At the end of the day, if all involved are satisfied with their sexual relationship regardless of how often sex is occurring, then frequency doesn’t really matter. Just be tuned into how your sexual frequency is making you feel. Sari Cooper, director of The Center for Love and Sex in New York City, says that couples who have sex less than 10 times a year and are distressed about it might want to seek out a sex therapist to help them investigate what the reasons might be—and hopefully recharge that sensual connection.

What are the benefits of having regular sex with your partner?

Beyond just strengthening the connection between you and your partner, regular sex can lead to a spicier, more adventurous love life, and have some pretty nice health benefits, to boot.

“For many couples, some sexual connection provides a kind of glue to renew their emotional bonds and the physical space to play creatively and explore new erotic arenas,” says Cooper. The more regularly you have sex, the more comfortable you might feel with one another, leading to a heightened desire to try new things.

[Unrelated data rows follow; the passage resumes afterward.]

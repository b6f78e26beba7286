//! In-process network double
//!
//! Routes are matched on the exact request URL; unknown URLs answer 404.
//! Every request is recorded so tests can assert how often the network was
//! actually hit.

use async_trait::async_trait;
use fuelq::shared::{Request, Response, SharedError};
use fuelq::worker::Network;
use std::collections::HashMap;
use std::sync::atomic::{AtomicBool, Ordering};
use std::sync::Mutex;

#[derive(Default)]
pub struct CountingNetwork {
    routes: Mutex<HashMap<String, Response>>,
    offline: AtomicBool,
    calls: Mutex<Vec<Request>>,
}

impl CountingNetwork {
    pub fn new() -> Self {
        Self::default()
    }

    pub fn route(&self, url: &str, response: Response) -> &Self {
        self.routes.lock().unwrap().insert(url.to_string(), response);
        self
    }

    pub fn set_offline(&self, offline: bool) {
        self.offline.store(offline, Ordering::SeqCst);
    }

    pub fn calls(&self) -> Vec<Request> {
        self.calls.lock().unwrap().clone()
    }

    pub fn calls_to(&self, url: &str) -> usize {
        self.calls.lock().unwrap().iter().filter(|r| r.url == url).count()
    }
}

#[async_trait]
impl Network for CountingNetwork {
    async fn fetch(&self, request: &Request) -> Result<Response, SharedError> {
        self.calls.lock().unwrap().push(request.clone());
        if self.offline.load(Ordering::SeqCst) {
            return Err(SharedError::network(&request.url, "connection refused"));
        }
        Ok(self
            .routes
            .lock()
            .unwrap()
            .get(&request.url)
            .cloned()
            .unwrap_or_else(|| Response::new(404, "Not Found")))
    }
}
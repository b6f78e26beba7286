//! Property-based tests for component and route paths

use fuelq::client::components::paths::{absolutize, page_depth, resolve_component_url, rewrite_href};
use fuelq::client::modules::manifest::normalize_route;
use proptest::prelude::*;

fn component_prefix() -> impl Strategy<Value = &'static str> {
    prop::sample::select(vec![
        "",
        "components/",
        "./components/",
        "../components/",
        "../../components/",
        "/components/",
        "src/components/",
        "/src/components/",
    ])
}

proptest! {
    #[test]
    fn test_every_placeholder_style_resolves_to_one_url(
        prefix in component_prefix(),
        name in "[a-z][a-z0-9-]{0,12}",
        with_extension in any::<bool>(),
    ) {
        let attribute = if with_extension {
            format!("{}{}.html", prefix, name)
        } else {
            format!("{}{}", prefix, name)
        };
        prop_assert_eq!(resolve_component_url(&attribute), format!("/src/components/{}.html", name));
    }

    #[test]
    fn test_resolved_url_stays_under_component_root(attribute in "[a-z./-]{0,24}") {
        let url = resolve_component_url(&attribute);
        prop_assert!(url.starts_with("/src/components/"));
    }

    #[test]
    fn test_normalize_route_is_idempotent(path in "[a-z/]{0,16}(\\?[a-z=]{0,6})?(#[a-z]{0,4})?") {
        let route = normalize_route(&path);
        prop_assert!(route.starts_with('/'));
        prop_assert!(!route.ends_with('/'));
        prop_assert!(!route.contains('?') && !route.contains('#'));
        prop_assert_eq!(normalize_route(&route), route);
    }

    #[test]
    fn test_rewritten_link_points_back_at_root_target(
        dirs in prop::collection::vec("[a-z]{1,6}", 0..4),
        target in "[a-z]{1,8}(/[a-z]{1,8}){0,2}\\.html",
    ) {
        let mut page = String::from("/");
        for dir in &dirs {
            page.push_str(dir);
            page.push('/');
        }
        page.push_str("page.html");

        let depth = page_depth(&page);
        prop_assert_eq!(depth, dirs.len());

        let rewritten = rewrite_href(&target, depth, "");
        prop_assert_eq!(&rewritten, &format!("{}{}", "../".repeat(depth), target));
        prop_assert_eq!(absolutize(&page, &rewritten), Some(format!("/{}", target)));
    }
}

O’Reilly also lists a slew of benefits from pain relief thanks to hormonal changes in the body that accompany arousal and orgasms, to stress relief and lowered blood pressure from an increased heart rate. Some people may even reap some beauty benefits. O’Reilly cites a study conducted by clinical psychologist David Weeks, where that those who reported having sex an average of four times per week looked approximately 10 years younger than their actual age—so the benefits go beyond just yourself and your partner.

Ultimately, the decision to have an open discussion about how frequently you and your partner have sex is a personal one. You won’t get anywhere by reading up on what you should or shouldn’t do.